EXERCISE GOAL> Print out the records below with nothing altered.

DATASET>
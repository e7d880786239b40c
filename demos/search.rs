use mainline::{router, Dht, DhtEvent, InfoHash, LengthError};
use std::{
    convert::TryFrom,
    net::{SocketAddr, SocketAddrV4},
    str::FromStr,
    time::Instant,
};
use tokio::{
    io::{self, AsyncBufReadExt, AsyncWriteExt, BufReader},
    net,
};

#[tokio::main]
async fn main() {
    pretty_env_logger::init();

    let routers = resolve_routers().await;
    let (dht, mut events) = Dht::builder().start().await.unwrap();

    match events.recv().await {
        Some(DhtEvent::Listening(addr)) => println!("listening on {}", addr),
        other => {
            println!("node failed to start: {:?}", other);
            return;
        }
    }

    println!("bootstrapping against {} routers...", routers.len());
    let start = Instant::now();

    for router in routers {
        dht.connect(router).await.unwrap();
    }

    let elapsed = start.elapsed();
    println!(
        "bootstrap completed in {}.{:03} seconds",
        elapsed.as_secs(),
        elapsed.subsec_millis()
    );

    let mut stdout = io::stdout();
    let mut stdin = BufReader::new(io::stdin());
    let mut line = String::new();

    loop {
        stdout.write_all(b"> ").await.unwrap();
        stdout.flush().await.unwrap();

        line.clear();

        if stdin.read_line(&mut line).await.unwrap() == 0 {
            break;
        }

        if !handle_command(&dht, &line).await {
            break;
        }
    }

    dht.close().await;
}

async fn resolve_routers() -> Vec<SocketAddrV4> {
    let mut routers = Vec::new();

    for host in [router::BITTORRENT_DHT, router::TRANSMISSION_DHT] {
        match net::lookup_host(host).await {
            Ok(addrs) => routers.extend(addrs.filter_map(|addr| match addr {
                SocketAddr::V4(addr) => Some(addr),
                SocketAddr::V6(_) => None,
            })),
            Err(cause) => println!("failed to resolve {}: {}", host, cause),
        }
    }

    routers
}

async fn handle_command(dht: &Dht, command: &str) -> bool {
    match command.parse() {
        Ok(Command::Help) => {
            println!("    h                      shows this help message");
            println!("    s <INFO_HASH>          search for peers of the info hash");
            println!("    a <INFO_HASH> <PORT>   announce ourselves for the info hash");
            println!("    q                      quit");
        }
        Ok(Command::Search { info_hash }) => {
            println!("searching for {:?}...", info_hash);
            report(dht.lookup(info_hash).await);
        }
        Ok(Command::Announce { info_hash, port }) => {
            println!("announcing {:?} on port {}...", info_hash, port);
            report(dht.advertise(info_hash, port).await);
        }
        Ok(Command::Quit) => return false,
        Err(_) => println!("invalid command (use 'h' for help)"),
    }

    true
}

fn report(outcome: Result<Vec<SocketAddrV4>, mainline::ClosedError>) {
    match outcome {
        Ok(peers) => {
            for peer in &peers {
                println!("peer found: {}", peer);
            }
            println!("search completed: {} peers", peers.len());
        }
        Err(cause) => println!("search failed: {}", cause),
    }
}

enum Command {
    Help,
    Search { info_hash: InfoHash },
    Announce { info_hash: InfoHash, port: u16 },
    Quit,
}

impl FromStr for Command {
    type Err = ParseError;

    fn from_str(s: &str) -> Result<Self, Self::Err> {
        let mut words = s.split_whitespace();

        match words.next() {
            Some("h") | Some("?") => Ok(Self::Help),
            Some("s") => Ok(Self::Search {
                info_hash: parse_info_hash(words.next().ok_or(ParseError)?)?,
            }),
            Some("a") => Ok(Self::Announce {
                info_hash: parse_info_hash(words.next().ok_or(ParseError)?)?,
                port: words.next().ok_or(ParseError)?.parse().map_err(|_| ParseError)?,
            }),
            Some("q") => Ok(Self::Quit),
            _ => Err(ParseError),
        }
    }
}

struct ParseError;

impl From<hex::FromHexError> for ParseError {
    fn from(_: hex::FromHexError) -> Self {
        ParseError
    }
}

impl From<LengthError> for ParseError {
    fn from(_: LengthError) -> Self {
        ParseError
    }
}

fn parse_info_hash(s: &str) -> Result<InfoHash, ParseError> {
    if let Some(text) = s.strip_prefix('#') {
        Ok(InfoHash::sha1(text.as_bytes()))
    } else {
        Ok(InfoHash::try_from(hex::decode(s)?.as_ref())?)
    }
}
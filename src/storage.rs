use std::{
    collections::{hash_map::Entry, HashMap},
    net::SocketAddrV4,
    time::{Duration, Instant},
};

use crate::id::InfoHash;

/// How long an announced peer stays stored without a re-announce.
pub(crate) const PEER_TTL: Duration = Duration::from_secs(60 * 60);

/// Global cap on stored peer records. When full, the record closest to
/// expiry (the least recently announced one) makes room.
const MAX_PEERS_STORED: usize = 500;

/// Peers announced to us, per info hash, with per-record expiry.
///
/// Entries for an info hash only exist while at least one live record does;
/// looking up an unknown hash allocates nothing.
pub(crate) struct PeerStore {
    records: HashMap<InfoHash, Vec<PeerRecord>>,
    len: usize,
}

struct PeerRecord {
    addr: SocketAddrV4,
    expires_at: Instant,
}

impl PeerStore {
    pub fn new() -> PeerStore {
        PeerStore {
            records: HashMap::new(),
            len: 0,
        }
    }

    /// Store or renew a peer record.
    ///
    /// Returns true if the `(info_hash, addr)` pair is stored for the first
    /// time; a re-announce of a known pair only pushes its expiry out and
    /// returns false.
    pub fn insert(&mut self, info_hash: InfoHash, addr: SocketAddrV4, now: Instant) -> bool {
        let expires_at = now + PEER_TTL;

        if let Some(records) = self.records.get_mut(&info_hash) {
            if let Some(record) = records.iter_mut().find(|r| r.addr == addr) {
                record.expires_at = expires_at;
                return false;
            }
        }

        if self.len >= MAX_PEERS_STORED {
            self.evict_soonest_expiring();
        }

        self.records
            .entry(info_hash)
            .or_default()
            .push(PeerRecord { addr, expires_at });
        self.len += 1;

        true
    }

    /// Addresses currently stored for the info hash.
    pub fn get(&self, info_hash: &InfoHash, now: Instant) -> Vec<SocketAddrV4> {
        self.records
            .get(info_hash)
            .into_iter()
            .flatten()
            .filter(|r| r.expires_at > now)
            .map(|r| r.addr)
            .collect()
    }

    /// Drop every record whose TTL has run out and report the removals.
    pub fn sweep(&mut self, now: Instant) -> Vec<(InfoHash, SocketAddrV4)> {
        let mut removed = Vec::new();

        self.records.retain(|info_hash, records| {
            records.retain(|record| {
                let keep = record.expires_at > now;
                if !keep {
                    removed.push((*info_hash, record.addr));
                }
                keep
            });
            !records.is_empty()
        });

        self.len -= removed.len();
        removed
    }

    /// Earliest deadline at which a record expires, for scheduling the next
    /// sweep. None when the store is empty.
    pub fn next_expiry(&self) -> Option<Instant> {
        self.records
            .values()
            .flatten()
            .map(|record| record.expires_at)
            .min()
    }

    #[cfg(test)]
    fn len(&self) -> usize {
        self.len
    }

    /// Make room by dropping the record that would expire first.
    fn evict_soonest_expiring(&mut self) {
        let victim = self
            .records
            .iter()
            .flat_map(|(info_hash, records)| {
                records.iter().map(move |r| (*info_hash, r.addr, r.expires_at))
            })
            .min_by_key(|(_, _, expires_at)| *expires_at);

        if let Some((info_hash, addr, _)) = victim {
            if let Entry::Occupied(mut entry) = self.records.entry(info_hash) {
                entry.get_mut().retain(|r| r.addr != addr);
                if entry.get().is_empty() {
                    entry.remove();
                }
                self.len -= 1;
            }
        }
    }
}
//! Some known public DHT routers, usable as bootstrap contacts after
//! resolving them (they are plain hostnames, not node ids).

pub const BITTORRENT_DHT: &str = "router.bittorrent.com:6881";
pub const TRANSMISSION_DHT: &str = "dht.transmissionbt.com:6881";
pub const UTORRENT_DHT: &str = "router.utorrent.com:6881";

ANSWER SECTION>
repository e7d880786239b40c
filename demos/search.rs
use mainline::{router, Dht, DhtEvent, InfoHash, LengthError};
use std::{
    convert::TryFrom,
    net::{SocketAddr, SocketAddrV4},
    str::FromStr,
    time::Instant,
};
use tokio::{
    io::{self, AsyncBufReadExt, AsyncWriteExt, BufReader},
    net,
};

#[tokio::main]
async fn main() {
    pretty_env_logger::init();

    let routers = resolve_routers().await;
    let (dht, mut events) = Dht::builder().start().await.unwrap();

    match events.recv().await {
        Some(DhtEvent::Listening(addr)) => println!("listening on {}", addr),
        other => {
            println!("node failed to start: {:?}", other);
            return;
        }
    }

    println!("bootstrapping against {} routers...", routers.len());
    let start = Instant::now();

    for router in routers {
        dht.connect(router).await.unwrap();
    }

    let elapsed = start.elapsed();
    println!(
        "bootstrap completed in {}.{:03} seconds",
        elapsed.as_secs(),
        elapsed.subsec_millis()
    );

    let mut stdout = io::stdout();
    let mut stdin = BufReader::new(io::stdin());
    let mut line = String::new();

    loop {
        stdout.write_all(b"> ").await.unwrap();
        stdout.flush().await.unwrap();

        line.clear();

        if stdin.read_line(&mut line).await.unwrap() == 0 {
            break;
        }

        if !handle_command(&dht, &line).await {
            break;
        }
    }

    dht.close().await;
}

async fn resolve_routers() -> Vec<SocketAddrV4> {
    let mut routers = Vec::new();

    for host in [router::BITTORRENT_DHT, router::TRANSMISSION_DHT] {
        match net::lookup_host(host).await {
            Ok(addrs) => routers.extend(addrs.filter_map(|addr| match addr {
                SocketAddr::V4(addr) => Some(addr),
                SocketAddr::V6(_) => None,
            })),
            Err(cause) => println!("failed to resolve {}: {}", host, cause),
        }
    }

    routers
}

async fn handle_command(dht: &Dht, command: &str) -> bool {
    match command.parse() {
        Ok(Command::Help) => {
            println!("    h                      shows this help message");
            println!("    s <INFO_HASH>          search for peers of the info hash");
            println!("    a <INFO_HASH> <PORT>   announce ourselves for the info hash");
            println!("    q                      quit");
        }
        Ok(Command::Search { info_hash }) => {
            println!("searching for {:?}...", info_hash);
            report(dht.lookup(info_hash).await);
        }
        Ok(Command::Announce { info_hash, port }) => {
            println!("announcing {:?} on port {}...", info_hash, port);
            report(dht.advertise(info_hash, port).await);
        }
        Ok(Command::Quit) => return false,
        Err(_) => println!("invalid command (use 'h' for help)"),
    }

    true
}

fn report(outcome: Result<Vec<SocketAddrV4>, mainline::ClosedError>) {
    match outcome {
        Ok(peers) => {
            for peer in &peers {
                println!("peer found: {}", peer);
            }
            println!("search completed: {} peers", peers.len());
        }
        Err(cause) => println!("search failed: {}", cause),
    }
}

enum Command {
    Help,
    Search { info_hash: InfoHash },
    Announce { info_hash: InfoHash, port: u16 },
    Quit,
}

impl FromStr for Command {
    type Err = ParseError;

    fn from_str(s: &str) -> Result<Self, Self::Err> {
        let mut words = s.split_whitespace();

        match words.next() {
            Some("h") | Some("?") => Ok(Self::Help),
            Some("s") => Ok(Self::Search {
                info_hash: parse_info_hash(words.next().ok_or(ParseError)?)?,
            }),
            Some("a") => Ok(Self::Announce {
                info_hash: parse_info_hash(words.next().ok_or(ParseError)?)?,
                port: words.next().ok_or(ParseError)?.parse().map_err(|_| ParseError)?,
            }),
            Some("q") => Ok(Self::Quit),
            _ => Err(ParseError),
        }
    }
}

struct ParseError;

impl From<hex::FromHexError> for ParseError {
    fn from(_: hex::FromHexError) -> Self {
        ParseError
    }
}

impl From<LengthError> for ParseError {
    fn from(_: LengthError) -> Self {
        ParseError
    }
}

fn parse_info_hash(s: &str) -> Result<InfoHash, ParseError> {
    if let Some(text) = s.strip_prefix('#') {
        Ok(InfoHash::sha1(text.as_bytes()))
    } else {
        Ok(InfoHash::try_from(hex::decode(s)?.as_ref())?)
    }
}
filename src/storage.rs
use std::{
    collections::{hash_map::Entry, HashMap},
    net::SocketAddrV4,
    time::{Duration, Instant},
};

use crate::id::InfoHash;

/// How long an announced peer stays stored without a re-announce.
pub(crate) const PEER_TTL: Duration = Duration::from_secs(60 * 60);

/// Global cap on stored peer records. When full, the record closest to
/// expiry (the least recently announced one) makes room.
const MAX_PEERS_STORED: usize = 500;

/// Peers announced to us, per info hash, with per-record expiry.
///
/// Entries for an info hash only exist while at least one live record does;
/// looking up an unknown hash allocates nothing.
pub(crate) struct PeerStore {
    records: HashMap<InfoHash, Vec<PeerRecord>>,
    len: usize,
}

struct PeerRecord {
    addr: SocketAddrV4,
    expires_at: Instant,
}

impl PeerStore {
    pub fn new() -> PeerStore {
        PeerStore {
            records: HashMap::new(),
            len: 0,
        }
    }

    /// Store or renew a peer record.
    ///
    /// Returns true if the `(info_hash, addr)` pair is stored for the first
    /// time; a re-announce of a known pair only pushes its expiry out and
    /// returns false.
    pub fn insert(&mut self, info_hash: InfoHash, addr: SocketAddrV4, now: Instant) -> bool {
        let expires_at = now + PEER_TTL;

        if let Some(records) = self.records.get_mut(&info_hash) {
            if let Some(record) = records.iter_mut().find(|r| r.addr == addr) {
                record.expires_at = expires_at;
                return false;
            }
        }

        if self.len >= MAX_PEERS_STORED {
            self.evict_soonest_expiring();
        }

        self.records
            .entry(info_hash)
            .or_default()
            .push(PeerRecord { addr, expires_at });
        self.len += 1;

        true
    }

    /// Addresses currently stored for the info hash.
    pub fn get(&self, info_hash: &InfoHash, now: Instant) -> Vec<SocketAddrV4> {
        self.records
            .get(info_hash)
            .into_iter()
            .flatten()
            .filter(|r| r.expires_at > now)
            .map(|r| r.addr)
            .collect()
    }

    /// Drop every record whose TTL has run out and report the removals.
    pub fn sweep(&mut self, now: Instant) -> Vec<(InfoHash, SocketAddrV4)> {
        let mut removed = Vec::new();

        self.records.retain(|info_hash, records| {
            records.retain(|record| {
                let keep = record.expires_at > now;
                if !keep {
                    removed.push((*info_hash, record.addr));
                }
                keep
            });
            !records.is_empty()
        });

        self.len -= removed.len();
        removed
    }

    /// Earliest deadline at which a record expires, for scheduling the next
    /// sweep. None when the store is empty.
    pub fn next_expiry(&self) -> Option<Instant> {
        self.records
            .values()
            .flatten()
            .map(|record| record.expires_at)
            .min()
    }

    #[cfg(test)]
    fn len(&self) -> usize {
        self.len
    }

    /// Make room by dropping the record that would expire first.
    fn evict_soonest_expiring(&mut self) {
        let victim = self
            .records
            .iter()
            .flat_map(|(info_hash, records)| {
                records.iter().map(move |r| (*info_hash, r.addr, r.expires_at))
            })
            .min_by_key(|(_, _, expires_at)| *expires_at);

        if let Some((info_hash, addr, _)) = victim {
            if let Entry::Occupied(mut entry) = self.records.entry(info_hash) {
                entry.get_mut().retain(|r| r.addr != addr);
                if entry.get().is_empty() {
                    entry.remove();
                }
                self.len -= 1;
            }
        }
    }
}
//! Some known public DHT routers, usable as bootstrap contacts after
//! resolving them (they are plain hostnames, not node ids).

pub const BITTORRENT_DHT: &str = "router.bittorrent.com:6881";
pub const TRANSMISSION_DHT: &str = "dht.transmissionbt.com:6881";
pub const UTORRENT_DHT: &str = "router.utorrent.com:6881";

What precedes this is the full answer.